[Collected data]
******************************

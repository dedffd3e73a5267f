//! Query harness for the `MetaWeather` location and forecast API.
//!
//! The crate issues one-shot GET requests against the service and hands the
//! raw response back for assertion. Nothing is retried or cached.

pub mod config;
pub mod http;
pub mod models;
pub mod queries;
pub mod utils;

pub use config::HarnessConfig;
pub use http::{ApiResponse, HttpClient, QueryRequest, ReqwestClient};
pub use models::error::HarnessError;
pub use models::{ForecastRecord, LocationRecord};
pub use queries::MetaWeather;

use tracing_subscriber::EnvFilter;

/// Installs a fmt subscriber that writes through the test harness.
///
/// The filter comes from `RUST_LOG` and falls back to `info`. Calling this
/// more than once is harmless.
pub fn init_tracing() {
    let filter = EnvFilter::try_from_default_env().unwrap_or_else(|_| EnvFilter::new("info"));
    let _ = tracing_subscriber::fmt()
        .with_env_filter(filter)
        .with_test_writer()
        .try_init();
}
use reqwest::StatusCode;
use tracing::info;

use super::{JSON_CONTENT_TYPE, MetaWeather, SEARCH_PATH};
use crate::http::{ApiResponse, HttpClient, QueryRequest};
use crate::models::LocationRecord;
use crate::models::error::HarnessError;

impl<C: HttpClient> MetaWeather<C> {
    /// `GET api/location/search/?query=<term>`.
    ///
    /// # Errors
    ///
    /// Returns an error only if the request could not be completed.
    pub async fn search(&self, term: &str) -> Result<ApiResponse, HarnessError> {
        info!("Searching locations by name: {}", term);
        let request = QueryRequest::new(SEARCH_PATH)
            .query("query", term)
            .header("Content-Type", JSON_CONTENT_TYPE);
        self.get(&request).await
    }

    /// `GET api/location/search/?lattlong=<coord>`, `coord` being `"lat,long"`.
    ///
    /// # Errors
    ///
    /// Returns an error only if the request could not be completed.
    pub async fn search_by_proximity(&self, coord: &str) -> Result<ApiResponse, HarnessError> {
        info!("Searching locations near: {}", coord);
        let request = QueryRequest::new(SEARCH_PATH).query("lattlong", coord);
        self.get(&request).await
    }

    /// Search with whatever parameters the caller names, recognised or not.
    ///
    /// The service answers keys it does not know with 403 and `{}`.
    ///
    /// # Errors
    ///
    /// Returns an error only if the request could not be completed.
    pub async fn search_by_unsupported_param<K, V>(
        &self,
        params: &[(K, V)],
    ) -> Result<ApiResponse, HarnessError>
    where
        K: AsRef<str> + Sync,
        V: AsRef<str> + Sync,
    {
        let request = params
            .iter()
            .fold(QueryRequest::new(SEARCH_PATH), |request, (k, v)| {
                request.query(k.as_ref(), v.as_ref())
            })
            .header("Accept", JSON_CONTENT_TYPE);
        info!("Searching locations with raw parameters: {:?}", request.query);
        self.get(&request).await
    }

    /// Searches `term` and returns the WOEID of the first match.
    ///
    /// # Errors
    ///
    /// - [`HarnessError::UnexpectedStatus`] if the search is not a 200.
    /// - [`HarnessError::NoResults`] if it matched nothing.
    /// - [`HarnessError::Decode`] if the body is not a list of locations.
    /// - [`HarnessError::Transport`] if the request failed.
    pub async fn resolve_identifier(&self, term: &str) -> Result<u64, HarnessError> {
        let response = self.search(term).await?;
        if response.status != StatusCode::OK {
            return Err(HarnessError::UnexpectedStatus {
                expected: StatusCode::OK,
                actual: response.status,
            });
        }

        let locations: Vec<LocationRecord> = response.json()?;
        let first = locations
            .first()
            .ok_or_else(|| HarnessError::NoResults(term.to_string()))?;

        info!("Resolved '{}' to woeid {}", term, first.woeid);
        Ok(first.woeid)
    }
}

******************************

Here the answer is the exact run of lines above, from the line with "list of locations." down to the last, and nothing else.

Exercise output.
    /// - [`HarnessError::Decode`] if the body is not a list of locations.
    /// - [`HarnessError::Transport`] if the request failed.
    pub async fn resolve_identifier(&self, term: &str) -> Result<u64, HarnessError> {
        let response = self.search(term).await?;
        if response.status != StatusCode::OK {
            return Err(HarnessError::UnexpectedStatus {
                expected: StatusCode::OK,
                actual: response.status,
            });
        }

        let locations: Vec<LocationRecord> = response.json()?;
        let first = locations
            .first()
            .ok_or_else(|| HarnessError::NoResults(term.to_string()))?;

        info!("Resolved '{}' to woeid {}", term, first.woeid);
        Ok(first.woeid)
    }
}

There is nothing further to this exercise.